▸ **About this task**
Where a line of the material includes the string "install", copy that line.

▸ **Records for this task**
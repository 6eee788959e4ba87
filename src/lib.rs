//! Asset Tracker is a web front end for managing dealer asset records held by
//! a ledger REST backend.
//!
//! The server keeps a cached copy of the backend's asset list and renders
//! HTML pages for viewing, creating, editing and deleting assets. Every write
//! is followed by a full re-fetch of the list instead of patching the cache.

#![warn(missing_docs)]

use std::{net::SocketAddr, time::Duration};

use axum::{
    http::StatusCode,
    response::{IntoResponse, Response},
};
use axum_server::Handle;
use tokio::signal;

mod alert;
mod app_state;
mod asset;
mod assets;
mod client;
mod editor;
mod endpoints;
mod html;
mod logging;
mod not_found;
mod routing;
mod store;

#[cfg(test)]
mod test_utils;

pub use app_state::AppState;
pub use asset::{Asset, AssetField, AssetForm};
pub use client::{AssetApi, DEFAULT_API_URL, HttpAssetApi};
pub use editor::{Draft, Editor, Submission};
pub use logging::{LOG_BODY_LENGTH_LIMIT, logging_middleware};
pub use routing::build_router;
pub use store::{AssetStore, StoreSnapshot};

use crate::{alert::Alert, html::error_view, not_found::get_404_not_found_response};

/// An async task that waits for either the ctrl+c or terminate signal, whichever comes first, and
/// then signals the server to shut down gracefully.
///
/// `handle` is a handle to an Axum `Server`.
pub async fn graceful_shutdown(handle: Handle<SocketAddr>) {
    let ctrl_c = async {
        signal::ctrl_c()
            .await
            .expect("failed to install Ctrl+C handler");
    };

    #[cfg(unix)]
    let terminate = async {
        signal::unix::signal(signal::unix::SignalKind::terminate())
            .expect("failed to install signal handler")
            .recv()
            .await;
    };

    #[cfg(not(unix))]
    let terminate = std::future::pending::<()>();

    tokio::select! {
        _ = ctrl_c => {
            tracing::debug!("Received ctrl+c signal.");
            handle.graceful_shutdown(Some(Duration::from_secs(1)));
        },
        _ = terminate => {
            tracing::debug!("Received terminate signal.");
            handle.graceful_shutdown(Some(Duration::from_secs(1)));
        },
    }
}

/// The errors that may occur in the application.
#[derive(Debug, Clone, thiserror::Error, PartialEq)]
pub enum Error {
    /// The backend could not be reached or the connection failed mid-request.
    #[error("could not reach the asset backend: {0}")]
    Transport(String),

    /// The backend answered with a status code outside of 2xx.
    #[error("HTTP error! status: {0}")]
    Status(u16),

    /// The backend's response body was not the expected JSON.
    #[error("could not decode the backend response: {0}")]
    Decode(String),

    /// The configured backend URL cannot be used as a base for asset routes.
    #[error("invalid backend URL \"{0}\"")]
    InvalidBaseUrl(String),

    /// No cached asset has the requested dealer ID.
    ///
    /// The client should refresh the asset list, the asset may have been
    /// deleted since the page was rendered.
    #[error("no asset with the dealer ID \"{0}\"")]
    AssetNotFound(String),

    /// Could not acquire the lock on shared state.
    #[error("could not acquire the state lock")]
    LockError,
}

impl From<reqwest::Error> for Error {
    fn from(value: reqwest::Error) -> Self {
        match value.status() {
            Some(status) => Error::Status(status.as_u16()),
            None if value.is_decode() => Error::Decode(value.to_string()),
            None => Error::Transport(value.to_string()),
        }
    }
}

impl IntoResponse for Error {
    fn into_response(self) -> Response {
        match self {
            Error::AssetNotFound(_) => get_404_not_found_response(),
            // Any errors that are not handled above are not intended to be shown to the client.
            error => {
                tracing::error!("An unexpected error occurred: {}", error);
                (
                    StatusCode::INTERNAL_SERVER_ERROR,
                    error_view(
                        "Internal Server Error",
                        "500",
                        "Sorry, something went wrong.",
                        "Try again later or check the server logs",
                    ),
                )
                    .into_response()
            }
        }
    }
}

impl Error {
    fn into_alert_response(self) -> Response {
        match self {
            Error::AssetNotFound(dealer_id) => (
                StatusCode::NOT_FOUND,
                Alert::error(
                    "Could not find asset",
                    &format!(
                        "The asset {dealer_id} could not be found. \
                        Try refreshing the page to see if the asset has been deleted."
                    ),
                )
                .into_html(),
            )
                .into_response(),
            _ => (
                StatusCode::INTERNAL_SERVER_ERROR,
                Alert::error(
                    "Something went wrong",
                    "An unexpected error occurred, check the server logs for more details.",
                )
                .into_html(),
            )
                .into_response(),
        }
    }
}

▸ **Worked solution**
            .expect("failed to install Ctrl+C handler");
            .expect("failed to install signal handler")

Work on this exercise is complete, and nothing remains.